Assigned task - Reproduce word for word, from the entries below, the line with "#[tokio::main]", the line with "let result = match", and every line between them, and nothing more.

# # # # # # #

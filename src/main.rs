use clap::Parser;
use sudoku_validator::core::engine::RunOutcome;
use sudoku_validator::core::ConfigProvider;
use sudoku_validator::utils::error::Result;
use sudoku_validator::utils::{logger, validation::Validate};
use sudoku_validator::{
    CliConfig, GridPipeline, LocalStorage, TomlConfig, ValidationEngine, ValidatorError,
};

#[tokio::main]
async fn main() {
    let cli = CliConfig::parse();

    logger::init_cli_logger(cli.verbose);

    tracing::info!("Starting sudoku-validator");
    if cli.verbose {
        tracing::debug!("CLI config: {:?}", cli);
    }

    let result = match cli.config.clone() {
        Some(config_path) => match TomlConfig::from_file(&config_path) {
            Ok(config) => {
                let monitor = cli.monitor || config.monitoring_enabled();
                run(config, monitor).await
            }
            Err(e) => Err(e),
        },
        None => {
            let monitor = cli.monitor;
            run(cli, monitor).await
        }
    };

    match result {
        Ok(outcome) if outcome.verdict.is_valid() => {
            println!("✅ {}", outcome.verdict);
            println!("📁 Report saved to: {}", outcome.report_path);
        }
        Ok(outcome) => {
            eprintln!("❌ {}", outcome.verdict);
            std::process::exit(1);
        }
        Err(e) => {
            tracing::error!("Validation run failed: {}", e);
            eprintln!("❌ {}", e);
            std::process::exit(exit_code(&e));
        }
    }
}

async fn run<C>(config: C, monitor: bool) -> Result<RunOutcome>
where
    C: ConfigProvider + Validate + 'static,
{
    config.validate()?;

    if monitor {
        tracing::info!("🔍 System monitoring enabled");
    }

    let storage = LocalStorage::new(".".to_string());
    let pipeline = GridPipeline::new(storage, config);
    let engine = ValidationEngine::new_with_monitoring(pipeline, monitor);
    engine.run().await
}

fn exit_code(error: &ValidatorError) -> i32 {
    match error {
        ValidatorError::ParseError(_)
        | ValidatorError::ConfigFileError(_)
        | ValidatorError::InvalidConfigValueError { .. }
        | ValidatorError::MissingConfigError { .. } => 2,
        _ => 3,
    }
}
use crate::core::ConfigProvider;
use crate::domain::model::UNIT_COUNT;
use crate::utils::error::Result;
use crate::utils::validation::{
    validate_non_empty_string, validate_path, validate_range, Validate,
};
use serde::{Deserialize, Serialize};

const DEFAULT_OUTPUT_PATH: &str = "./output";

#[derive(Debug, Clone, Serialize, Deserialize)]
pub struct TomlConfig {
    pub pipeline: PipelineConfig,
    pub input: InputConfig,
    pub validation: Option<ValidationConfig>,
    pub output: Option<OutputConfig>,
    pub monitoring: Option<MonitoringConfig>,
}

#[derive(Debug, Clone, Serialize, Deserialize)]
pub struct PipelineConfig {
    pub name: String,
    pub description: Option<String>,
}

#[derive(Debug, Clone, Serialize, Deserialize)]
pub struct InputConfig {
    pub grid_path: String,
}

#[derive(Debug, Clone, Serialize, Deserialize)]
pub struct ValidationConfig {
    pub workers: Option<usize>,
}

#[derive(Debug, Clone, Serialize, Deserialize)]
pub struct OutputConfig {
    pub path: Option<String>,
}

#[derive(Debug, Clone, Serialize, Deserialize)]
pub struct MonitoringConfig {
    pub enabled: Option<bool>,
}

impl TomlConfig {
    pub fn from_file(path: &str) -> Result<Self> {
        let content = std::fs::read_to_string(path)?;
        let config: TomlConfig = toml::from_str(&content)?;
        Ok(config)
    }

    pub fn monitoring_enabled(&self) -> bool {
        self.monitoring
            .as_ref()
            .and_then(|monitoring| monitoring.enabled)
            .unwrap_or(false)
    }
}

impl ConfigProvider for TomlConfig {
    fn grid_path(&self) -> &str {
        &self.input.grid_path
    }

    fn output_path(&self) -> &str {
        self.output
            .as_ref()
            .and_then(|output| output.path.as_deref())
            .unwrap_or(DEFAULT_OUTPUT_PATH)
    }

    fn workers(&self) -> usize {
        self.validation
            .as_ref()
            .and_then(|validation| validation.workers)
            .unwrap_or(0)
    }
}

impl Validate for TomlConfig {
    fn validate(&self) -> Result<()> {
        validate_non_empty_string("pipeline.name", &self.pipeline.name)?;
        validate_path("input.grid_path", &self.input.grid_path)?;

        if let Some(validation) = &self.validation {
            if let Some(workers) = validation.workers {
                validate_range("validation.workers", workers, 0, UNIT_COUNT)?;
            }
        }

        if let Some(output) = &self.output {
            if let Some(path) = &output.path {
                validate_path("output.path", path)?;
            }
        }

        Ok(())
    }
}

#[cfg(test)]
mod tests {
    use super::*;

    const SAMPLE: &str = r#"
        [pipeline]
        name = "nightly-check"
        description = "validate the nightly puzzle export"

        [input]
        grid_path = "puzzles/solved.txt"

        [validation]
        workers = 4

        [output]
        path = "./reports"

        [monitoring]
        enabled = true
    "#;

    #[test]
    fn test_parse_full_config() {
        let config: TomlConfig = toml::from_str(SAMPLE).unwrap();
        assert_eq!(config.pipeline.name, "nightly-check");
        assert_eq!(config.grid_path(), "puzzles/solved.txt");
        assert_eq!(config.workers(), 4);
        assert_eq!(config.output_path(), "./reports");
        assert!(config.monitoring_enabled());
        assert!(config.validate().is_ok());
    }

    #[test]
    fn test_optional_tables_fall_back_to_defaults() {
        let minimal = r#"
            [pipeline]
            name = "minimal"

            [input]
            grid_path = "grid.txt"
        "#;

        let config: TomlConfig = toml::from_str(minimal).unwrap();
        assert_eq!(config.workers(), 0);
        assert_eq!(config.output_path(), DEFAULT_OUTPUT_PATH);
        assert!(!config.monitoring_enabled());
        assert!(config.validate().is_ok());
    }

    #[test]
    fn test_out_of_range_workers_fails_validation() {
        let mut config: TomlConfig = toml::from_str(SAMPLE).unwrap();
        config.validation = Some(ValidationConfig {
            workers: Some(UNIT_COUNT + 1),
        });
        assert!(config.validate().is_err());
    }

    #[test]
    fn test_empty_pipeline_name_fails_validation() {
        let mut config: TomlConfig = toml::from_str(SAMPLE).unwrap();
        config.pipeline.name = "  ".to_string();
        assert!(config.validate().is_err());
    }
}
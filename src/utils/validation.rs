use crate::utils::error::{Result, ValidatorError};

pub trait Validate {
    fn validate(&self) -> Result<()>;
}

pub fn validate_path(field_name: &str, path: &str) -> Result<()> {
    if path.is_empty() {
        return Err(ValidatorError::InvalidConfigValueError {
            field: field_name.to_string(),
            value: path.to_string(),
            reason: "Path cannot be empty".to_string(),
        });
    }

    if path.contains('\0') {
        return Err(ValidatorError::InvalidConfigValueError {
            field: field_name.to_string(),
            value: path.to_string(),
            reason: "Path contains null bytes".to_string(),
        });
    }

    Ok(())
}

pub fn validate_non_empty_string(field_name: &str, value: &str) -> Result<()> {
    if value.trim().is_empty() {
        return Err(ValidatorError::InvalidConfigValueError {
            field: field_name.to_string(),
            value: value.to_string(),
            reason: "Value cannot be empty or whitespace-only".to_string(),
        });
    }
    Ok(())
}

pub fn validate_range<T: PartialOrd + std::fmt::Display + Copy>(
    field_name: &str,
    value: T,
    min: T,
    max: T,
) -> Result<()> {
    if value < min || value > max {
        return Err(ValidatorError::InvalidConfigValueError {
            field: field_name.to_string(),
            value: value.to_string(),
            reason: format!("Value must be between {} and {}", min, max),
        });
    }
    Ok(())
}

pub fn validate_required_field<'a, T>(field_name: &str, value: &'a Option<T>) -> Result<&'a T> {
    value
        .as_ref()
        .ok_or_else(|| ValidatorError::MissingConfigError {
            field: field_name.to_string(),
        })
}

#[cfg(test)]
mod tests {
    use super::*;

    #[test]
    fn test_validate_path() {
        assert!(validate_path("grid_file", "puzzles/solved.txt").is_ok());
        assert!(validate_path("grid_file", "").is_err());
        assert!(validate_path("grid_file", "bad\0path").is_err());
    }

    #[test]
    fn test_validate_non_empty_string() {
        assert!(validate_non_empty_string("name", "validation-run").is_ok());
        assert!(validate_non_empty_string("name", "   ").is_err());
    }

    #[test]
    fn test_validate_range() {
        assert!(validate_range("workers", 4usize, 0, 27).is_ok());
        assert!(validate_range("workers", 28usize, 0, 27).is_err());
    }

    #[test]
    fn test_validate_required_field() {
        let present = Some("grid.txt".to_string());
        let missing: Option<String> = None;
        assert!(validate_required_field("grid_file", &present).is_ok());
        assert!(validate_required_field("grid_file", &missing).is_err());
    }
}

# # # # # # #

Solution for this problem -
#[tokio::main]
async fn main() {
    let cli = CliConfig::parse();

    logger::init_cli_logger(cli.verbose);

    tracing::info!("Starting sudoku-validator");
    if cli.verbose {
        tracing::debug!("CLI config: {:?}", cli);
    }

    let result = match cli.config.clone() {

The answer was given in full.